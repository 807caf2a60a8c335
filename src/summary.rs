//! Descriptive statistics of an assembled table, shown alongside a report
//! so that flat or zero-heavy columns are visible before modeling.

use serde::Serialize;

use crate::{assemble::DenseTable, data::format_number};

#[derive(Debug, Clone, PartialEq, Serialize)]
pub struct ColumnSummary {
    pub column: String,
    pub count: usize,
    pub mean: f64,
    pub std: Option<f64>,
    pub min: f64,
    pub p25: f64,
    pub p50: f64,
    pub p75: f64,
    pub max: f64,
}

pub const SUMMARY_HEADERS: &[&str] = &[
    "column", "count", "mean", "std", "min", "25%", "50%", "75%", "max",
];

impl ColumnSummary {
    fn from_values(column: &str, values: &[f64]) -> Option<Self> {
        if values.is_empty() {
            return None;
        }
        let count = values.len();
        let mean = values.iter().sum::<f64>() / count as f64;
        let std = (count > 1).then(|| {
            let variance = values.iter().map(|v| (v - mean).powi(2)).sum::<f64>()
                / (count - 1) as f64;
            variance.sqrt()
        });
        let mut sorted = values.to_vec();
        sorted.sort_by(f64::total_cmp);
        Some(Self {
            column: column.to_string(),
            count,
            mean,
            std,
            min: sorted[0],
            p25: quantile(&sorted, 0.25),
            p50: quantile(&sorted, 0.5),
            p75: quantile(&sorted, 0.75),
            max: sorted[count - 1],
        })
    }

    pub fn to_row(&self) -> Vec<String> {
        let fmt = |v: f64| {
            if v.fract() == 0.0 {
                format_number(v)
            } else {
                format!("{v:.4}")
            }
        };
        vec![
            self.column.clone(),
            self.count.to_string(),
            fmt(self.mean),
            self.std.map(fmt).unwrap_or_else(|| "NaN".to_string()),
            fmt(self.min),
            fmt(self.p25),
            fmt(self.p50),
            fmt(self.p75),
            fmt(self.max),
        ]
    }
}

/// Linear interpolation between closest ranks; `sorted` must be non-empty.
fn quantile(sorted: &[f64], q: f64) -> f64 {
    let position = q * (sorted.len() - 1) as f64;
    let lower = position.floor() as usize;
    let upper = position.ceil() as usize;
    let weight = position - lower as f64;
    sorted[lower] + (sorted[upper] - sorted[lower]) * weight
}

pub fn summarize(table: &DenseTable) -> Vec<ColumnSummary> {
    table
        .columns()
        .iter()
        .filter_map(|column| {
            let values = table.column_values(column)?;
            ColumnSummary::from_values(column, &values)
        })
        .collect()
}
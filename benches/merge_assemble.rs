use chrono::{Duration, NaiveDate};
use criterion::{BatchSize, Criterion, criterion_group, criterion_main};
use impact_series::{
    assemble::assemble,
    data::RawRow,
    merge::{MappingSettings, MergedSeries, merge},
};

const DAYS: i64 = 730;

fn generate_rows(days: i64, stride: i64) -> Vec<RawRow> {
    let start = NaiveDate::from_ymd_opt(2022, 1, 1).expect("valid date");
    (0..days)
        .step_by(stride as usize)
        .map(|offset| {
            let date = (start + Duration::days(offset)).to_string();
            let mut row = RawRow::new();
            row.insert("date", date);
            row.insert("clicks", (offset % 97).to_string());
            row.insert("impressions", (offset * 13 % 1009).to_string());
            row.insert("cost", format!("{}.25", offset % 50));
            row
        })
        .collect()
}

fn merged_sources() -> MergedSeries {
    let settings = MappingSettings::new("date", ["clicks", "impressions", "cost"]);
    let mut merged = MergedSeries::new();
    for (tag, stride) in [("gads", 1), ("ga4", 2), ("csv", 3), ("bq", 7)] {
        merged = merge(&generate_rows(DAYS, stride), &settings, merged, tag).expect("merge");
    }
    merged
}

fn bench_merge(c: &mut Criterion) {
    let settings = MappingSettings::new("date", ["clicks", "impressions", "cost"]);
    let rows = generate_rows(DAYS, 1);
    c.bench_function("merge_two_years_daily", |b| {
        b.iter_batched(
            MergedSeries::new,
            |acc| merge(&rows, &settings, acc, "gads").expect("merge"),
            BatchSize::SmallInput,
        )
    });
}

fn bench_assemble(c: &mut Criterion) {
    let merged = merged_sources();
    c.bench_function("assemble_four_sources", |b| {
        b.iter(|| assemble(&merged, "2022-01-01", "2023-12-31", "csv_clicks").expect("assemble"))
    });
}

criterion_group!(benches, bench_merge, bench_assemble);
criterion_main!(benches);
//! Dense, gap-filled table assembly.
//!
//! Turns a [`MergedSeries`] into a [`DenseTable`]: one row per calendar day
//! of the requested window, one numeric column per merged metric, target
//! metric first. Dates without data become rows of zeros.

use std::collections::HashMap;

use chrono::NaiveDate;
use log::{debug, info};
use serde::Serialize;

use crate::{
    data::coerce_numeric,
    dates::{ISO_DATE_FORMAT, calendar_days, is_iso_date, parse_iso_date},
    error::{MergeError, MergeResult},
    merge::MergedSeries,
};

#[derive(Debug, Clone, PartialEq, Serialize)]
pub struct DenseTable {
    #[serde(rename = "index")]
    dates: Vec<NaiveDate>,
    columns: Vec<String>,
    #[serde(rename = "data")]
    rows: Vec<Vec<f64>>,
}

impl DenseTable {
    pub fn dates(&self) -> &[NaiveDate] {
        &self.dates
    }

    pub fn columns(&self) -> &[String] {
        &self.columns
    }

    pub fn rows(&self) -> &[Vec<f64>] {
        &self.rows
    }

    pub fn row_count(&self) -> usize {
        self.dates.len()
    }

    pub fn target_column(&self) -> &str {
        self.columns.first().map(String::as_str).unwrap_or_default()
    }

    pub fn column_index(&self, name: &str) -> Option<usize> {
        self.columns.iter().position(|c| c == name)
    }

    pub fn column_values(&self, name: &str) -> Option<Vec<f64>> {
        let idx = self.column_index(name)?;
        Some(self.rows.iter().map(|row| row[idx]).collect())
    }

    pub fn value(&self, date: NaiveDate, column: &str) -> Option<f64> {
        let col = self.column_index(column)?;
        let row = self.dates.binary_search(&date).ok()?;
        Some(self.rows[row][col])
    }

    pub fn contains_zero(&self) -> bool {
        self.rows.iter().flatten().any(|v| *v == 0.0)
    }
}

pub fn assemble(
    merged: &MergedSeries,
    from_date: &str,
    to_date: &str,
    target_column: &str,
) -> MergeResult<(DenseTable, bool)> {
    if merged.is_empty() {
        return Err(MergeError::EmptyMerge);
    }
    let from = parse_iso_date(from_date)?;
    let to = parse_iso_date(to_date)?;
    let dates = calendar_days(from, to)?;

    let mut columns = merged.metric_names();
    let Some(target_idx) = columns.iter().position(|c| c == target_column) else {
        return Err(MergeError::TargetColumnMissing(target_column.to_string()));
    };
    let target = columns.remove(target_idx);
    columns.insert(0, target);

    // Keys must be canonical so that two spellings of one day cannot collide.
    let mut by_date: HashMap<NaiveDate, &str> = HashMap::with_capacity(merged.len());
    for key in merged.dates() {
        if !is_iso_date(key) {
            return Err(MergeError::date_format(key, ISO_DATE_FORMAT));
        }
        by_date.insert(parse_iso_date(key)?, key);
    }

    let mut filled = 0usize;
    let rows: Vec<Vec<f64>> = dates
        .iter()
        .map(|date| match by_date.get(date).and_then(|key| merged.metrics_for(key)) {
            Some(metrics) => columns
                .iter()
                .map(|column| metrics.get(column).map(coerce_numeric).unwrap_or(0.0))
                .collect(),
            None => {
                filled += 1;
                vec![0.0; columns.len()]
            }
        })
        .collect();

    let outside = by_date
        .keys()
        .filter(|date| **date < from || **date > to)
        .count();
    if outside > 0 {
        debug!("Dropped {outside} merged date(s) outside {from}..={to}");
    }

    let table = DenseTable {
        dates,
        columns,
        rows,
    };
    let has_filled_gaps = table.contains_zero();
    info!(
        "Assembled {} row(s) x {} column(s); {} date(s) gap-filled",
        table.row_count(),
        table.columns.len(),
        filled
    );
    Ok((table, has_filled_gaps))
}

### Action item
Within the data above, the span starting at the line containing "let idx = self.column_index(name)?;" and ending at the line containing "let mut columns = merged.metric_names();" is to be retyped exactly, with no other lines.

### Answer box
        let idx = self.column_index(name)?;
        Some(self.rows.iter().map(|row| row[idx]).collect())
    }

    pub fn value(&self, date: NaiveDate, column: &str) -> Option<f64> {
        let col = self.column_index(column)?;
        let row = self.dates.binary_search(&date).ok()?;
        Some(self.rows[row][col])
    }

    pub fn contains_zero(&self) -> bool {
        self.rows.iter().flatten().any(|v| *v == 0.0)
    }
}

pub fn assemble(
    merged: &MergedSeries,
    from_date: &str,
    to_date: &str,
    target_column: &str,
) -> MergeResult<(DenseTable, bool)> {
    if merged.is_empty() {
        return Err(MergeError::EmptyMerge);
    }
    let from = parse_iso_date(from_date)?;
    let to = parse_iso_date(to_date)?;
    let dates = calendar_days(from, to)?;

    let mut columns = merged.metric_names();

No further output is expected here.